(Saved entries)
►
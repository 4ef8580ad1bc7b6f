//! Linux strategy: ELF executables and shared objects.

use std::ffi::OsString;
use std::fs::File;
use std::io::{self, BufReader, BufWriter};
use std::path::{Path, PathBuf};

use flate2::Compression;
use flate2::write::GzEncoder;
use tracing::debug;

use super::probe::file_type;
use super::{CopyError, has_suffix, is_executable};
use crate::process;
use crate::store::SymbolStoreEntry;
use crate::store::paths::full_path;

#[derive(Debug)]
pub struct LinuxDumper {
  file_cmd: PathBuf,
  objcopy: PathBuf,
}

impl LinuxDumper {
  pub fn new(file_cmd: PathBuf, objcopy: PathBuf) -> Self {
    Self { file_cmd, objcopy }
  }

  /// Accept executables and `.so` files that `file(1)` reports as ELF.
  pub async fn should_process(&self, path: &Path) -> bool {
    if !(has_suffix(path, ".so") || is_executable(path)) {
      return false;
    }
    file_type(&self.file_cmd, path).await.starts_with("ELF")
  }

  /// Split the debug sections into `<file>.dbg`, point the binary at it with
  /// a `.gnu_debuglink` section and store the debug file gzipped.
  pub async fn copy_debug(&self, file: &Path, entry: &SymbolStoreEntry, store_root: &Path) -> Result<String, CopyError> {
    let mut file_dbg = file.as_os_str().to_os_string();
    file_dbg.push(".dbg");
    let file_dbg = PathBuf::from(file_dbg);

    process::run(
      &self.objcopy,
      [OsString::from("--only-keep-debug"), file.into(), file_dbg.clone().into()],
      None,
    )
    .await?;

    let mut debuglink = OsString::from("--add-gnu-debuglink=");
    debuglink.push(&file_dbg);
    process::run(&self.objcopy, [debuglink, file.into()], None).await?;

    let rel_path = entry.compressed_debug_rel_path();
    let dest = full_path(store_root, &rel_path);

    let (from, to) = (file_dbg.clone(), dest.clone());
    let compressed = tokio::task::spawn_blocking(move || gzip(&from, &to))
      .await
      .map_err(io::Error::other)
      .and_then(|r| r);
    compressed.map_err(|source| CopyError::Compress {
      from: file_dbg,
      to: dest,
      source,
    })?;

    debug!(path = %rel_path, "stored compressed debug info");
    Ok(rel_path)
  }
}

fn gzip(from: &Path, to: &Path) -> io::Result<()> {
  if let Some(parent) = to.parent() {
    std::fs::create_dir_all(parent)?;
  }
  let mut input = BufReader::new(File::open(from)?);
  let mut encoder = GzEncoder::new(BufWriter::new(File::create(to)?), Compression::default());
  io::copy(&mut input, &mut encoder)?;
  let mut writer = encoder.finish()?;
  io::Write::flush(&mut writer)
}
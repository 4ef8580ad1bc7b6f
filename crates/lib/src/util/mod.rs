//! Shared utilities.
//!
//! Lexical path handling used across the crate, plus test helpers.

pub mod path;

#[cfg(test)]
pub mod testutil;
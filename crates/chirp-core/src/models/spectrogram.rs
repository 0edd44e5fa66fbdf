use serde::{Deserialize, Serialize};

/// Fixed analysis parameters for mel-spectrogram derivation.
///
/// Identical for every recording in a run, which is what makes the output
/// images directly comparable downstream. A change in any field changes the
/// [`fingerprint`](SpectrogramParams::fingerprint) and therefore the identity
/// of derived entries — stale entries under old params are left in place.
#[derive(Debug, Clone, Copy, PartialEq, Serialize, Deserialize)]
pub struct SpectrogramParams {
    /// FFT window size in samples.
    pub n_fft: usize,
    /// Hop between adjacent analysis windows in samples.
    pub hop_length: usize,
    /// Number of mel filter banks (output image height).
    pub n_mels: usize,
    /// Lowest analyzed frequency in Hz.
    pub fmin_hz: f32,
    /// Highest analyzed frequency in Hz. Bird calls sit mostly below 8 kHz.
    pub fmax_hz: f32,
    /// Sample rate the audio is resampled to before analysis.
    pub sample_rate: u32,
}

impl Default for SpectrogramParams {
    fn default() -> Self {
        Self {
            n_fft: 2048,
            hop_length: 512,
            n_mels: 128,
            fmin_hz: 0.0,
            fmax_hz: 8000.0,
            sample_rate: 22050,
        }
    }
}

impl SpectrogramParams {
    /// Compact identity string, part of the derived-entry identity key.
    pub fn fingerprint(&self) -> String {
        format!(
            "fft{}-hop{}-mel{}-f{:.0}-{:.0}-sr{}",
            self.n_fft, self.hop_length, self.n_mels, self.fmin_hz, self.fmax_hz, self.sample_rate
        )
    }
}

/// One derived mel-spectrogram image per recording and parameter set.
///
/// Holds a non-owning reference to the source recording by `recording_id`,
/// plus denormalized species/duration fields so the derived catalog is
/// queryable on its own.
#[derive(Debug, Clone, PartialEq, Serialize, Deserialize)]
pub struct Spectrogram {
    pub recording_id: String,
    pub spectrogram_object_key: String,
    pub audio_object_key: String,
    pub params: SpectrogramParams,
    pub image_width: u32,
    pub image_height: u32,
    pub duration_seconds: f64,
    pub species_common_name: String,
    pub species_scientific_name: String,
}

impl Spectrogram {
    /// Identity key: at most one entry may exist per (recording, params).
    pub fn identity_key(&self) -> (String, String) {
        (self.recording_id.clone(), self.params.fingerprint())
    }
}
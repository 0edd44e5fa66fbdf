//! chirp — bird-call ingestion and spectrogram derivation pipeline.
//!
//! Configuration comes from the environment (and `.env`); see
//! `chirp_core::Config`. Exits non-zero only on fatal errors (configuration,
//! catalog persistence); per-item failures are reported in the run summary.

use std::sync::Arc;

use anyhow::Context;
use chirp_catalog::{RecordingCatalog, SpectrogramCatalog};
use chirp_cli::init_tracing;
use chirp_core::{Config, RunSummary};
use chirp_pipeline::{Ingestor, SpectrogramDeriver};
use chirp_provider::XenoCantoProvider;
use chirp_storage::{create_storage, Storage};
use clap::{Parser, Subcommand};
use serde::Serialize;

#[derive(Parser)]
#[command(name = "chirp", about = "Bird-call ingestion and spectrogram pipeline")]
struct Cli {
    #[command(subcommand)]
    command: Commands,

    /// Species common names (comma-separated), overriding TARGET_SPECIES
    #[arg(long, global = true, value_delimiter = ',')]
    species: Vec<String>,

    /// Recordings per species, overriding RECORDINGS_PER_SPECIES
    #[arg(long, global = true)]
    count: Option<usize>,
}

#[derive(Subcommand)]
enum Commands {
    /// Fetch metadata and audio for the target species
    Ingest,
    /// Derive mel-spectrogram images for stored recordings
    Derive,
    /// Run both stages: ingest, then derive
    Run,
}

fn print_json(value: &impl Serialize) -> anyhow::Result<()> {
    let out = serde_json::to_string_pretty(value).context("Serialize run summary")?;
    println!("{}", out);
    Ok(())
}

async fn ingest(
    config: &Config,
    storage: Arc<dyn Storage>,
    summary: &mut RunSummary,
) -> anyhow::Result<RecordingCatalog> {
    let provider = Arc::new(XenoCantoProvider::from_config(config)?);
    let ingestor = Ingestor::new(provider, storage.clone(), config);

    let mut catalog = RecordingCatalog::load(storage.as_ref())
        .await
        .context("Load recording catalog")?;
    let stage = ingestor
        .ingest(&config.target_species, &mut catalog)
        .await
        .context("Ingest stage failed")?;

    summary.ingest = Some(stage);
    Ok(catalog)
}

async fn derive(
    config: &Config,
    storage: Arc<dyn Storage>,
    recordings: &RecordingCatalog,
    summary: &mut RunSummary,
) -> anyhow::Result<()> {
    let deriver = SpectrogramDeriver::new(storage.clone(), config);

    let mut catalog = SpectrogramCatalog::load(storage.as_ref())
        .await
        .context("Load spectrogram catalog")?;
    let stage = deriver
        .derive(recordings, &mut catalog)
        .await
        .context("Derive stage failed")?;

    summary.derive = Some(stage);
    Ok(())
}

#[tokio::main]
async fn main() -> anyhow::Result<()> {
    init_tracing();

    let cli = Cli::parse();

    let mut config = Config::from_env().context("Failed to load configuration")?;
    if !cli.species.is_empty() {
        config.target_species = cli.species.clone();
    }
    if let Some(count) = cli.count {
        config.recordings_per_species = count;
    }
    if config.target_species.is_empty() {
        anyhow::bail!("No target species. Set TARGET_SPECIES or pass --species");
    }

    let storage = create_storage(&config)
        .await
        .context("Failed to create storage backend")?;

    let mut summary = RunSummary::new(config.target_species.clone());

    match cli.command {
        Commands::Ingest => {
            ingest(&config, storage.clone(), &mut summary).await?;
        }
        Commands::Derive => {
            let recordings = RecordingCatalog::load(storage.as_ref())
                .await
                .context("Load recording catalog")?;
            derive(&config, storage.clone(), &recordings, &mut summary).await?;
        }
        Commands::Run => {
            let recordings = ingest(&config, storage.clone(), &mut summary).await?;
            derive(&config, storage.clone(), &recordings, &mut summary).await?;
        }
    }

    print_json(&summary)
}
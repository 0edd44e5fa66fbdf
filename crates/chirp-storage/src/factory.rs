use crate::{LocalStorage, S3Storage, Storage, StorageBackend, StorageError, StorageResult};
use chirp_core::Config;
use std::sync::Arc;

/// Create a storage backend based on configuration
pub async fn create_storage(config: &Config) -> StorageResult<Arc<dyn Storage>> {
    match config.storage_backend {
        StorageBackend::S3 => {
            let bucket = config
                .s3_bucket
                .clone()
                .ok_or_else(|| StorageError::ConfigError("S3_BUCKET not configured".to_string()))?;
            let region = config.s3_region.clone().ok_or_else(|| {
                StorageError::ConfigError("S3_REGION or AWS_REGION not configured".to_string())
            })?;
            let endpoint = config.s3_endpoint.clone();

            let storage = S3Storage::new(bucket, region, endpoint)?;
            Ok(Arc::new(storage))
        }

        StorageBackend::Local => {
            let base_path = config.local_storage_path.clone().ok_or_else(|| {
                StorageError::ConfigError("LOCAL_STORAGE_PATH not configured".to_string())
            })?;
            let base_url = config.local_storage_base_url.clone();

            let storage = LocalStorage::new(base_path, base_url).await?;
            Ok(Arc::new(storage))
        }
    }
}
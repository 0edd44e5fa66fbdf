//! Lossless rasterization of mel images.

use crate::dsp::mel::MelImage;
use chirp_core::{PipelineError, PipelineResult};
use image::{GenericImageView, GrayImage, ImageFormat};
use std::io::Cursor;

/// Encode a mel image buffer as a grayscale PNG.
pub fn encode_png(mel: &MelImage) -> PipelineResult<Vec<u8>> {
    let img = GrayImage::from_raw(mel.width, mel.height, mel.pixels.clone()).ok_or_else(|| {
        PipelineError::Validation("Pixel buffer does not match image dimensions".to_string())
    })?;

    let mut buffer = Cursor::new(Vec::new());
    img.write_to(&mut buffer, ImageFormat::Png)
        .map_err(|e| PipelineError::Validation(format!("PNG encoding failed: {}", e)))?;

    Ok(buffer.into_inner())
}

/// Read the dimensions of a stored image, used when reconstructing a catalog
/// row for an image that already exists in the store.
pub fn png_dimensions(data: &[u8]) -> PipelineResult<(u32, u32)> {
    let img = image::load_from_memory(data)
        .map_err(|e| PipelineError::CorruptInput(format!("Failed to read stored image: {}", e)))?;
    Ok(img.dimensions())
}

#[cfg(test)]
mod tests {
    use super::*;

    #[test]
    fn encode_then_read_dimensions_round_trips() {
        let mel = MelImage {
            width: 16,
            height: 8,
            pixels: (0..16 * 8).map(|i| (i % 256) as u8).collect(),
        };

        let png = encode_png(&mel).unwrap();
        assert_eq!(png_dimensions(&png).unwrap(), (16, 8));
    }

    #[test]
    fn mismatched_buffer_is_rejected() {
        let mel = MelImage {
            width: 16,
            height: 8,
            pixels: vec![0; 10],
        };
        assert!(matches!(
            encode_png(&mel),
            Err(PipelineError::Validation(_))
        ));
    }

    #[test]
    fn garbage_png_is_corrupt_input() {
        assert!(matches!(
            png_dimensions(b"not a png"),
            Err(PipelineError::CorruptInput(_))
        ));
    }
}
◄
■ WHAT YOU NEED TO DO
Go through the records and report each line that contains "output".

■ THE COMPLETED TASK
/// Identical for every recording in a run, which is what makes the output
    /// Number of mel filter banks (output image height).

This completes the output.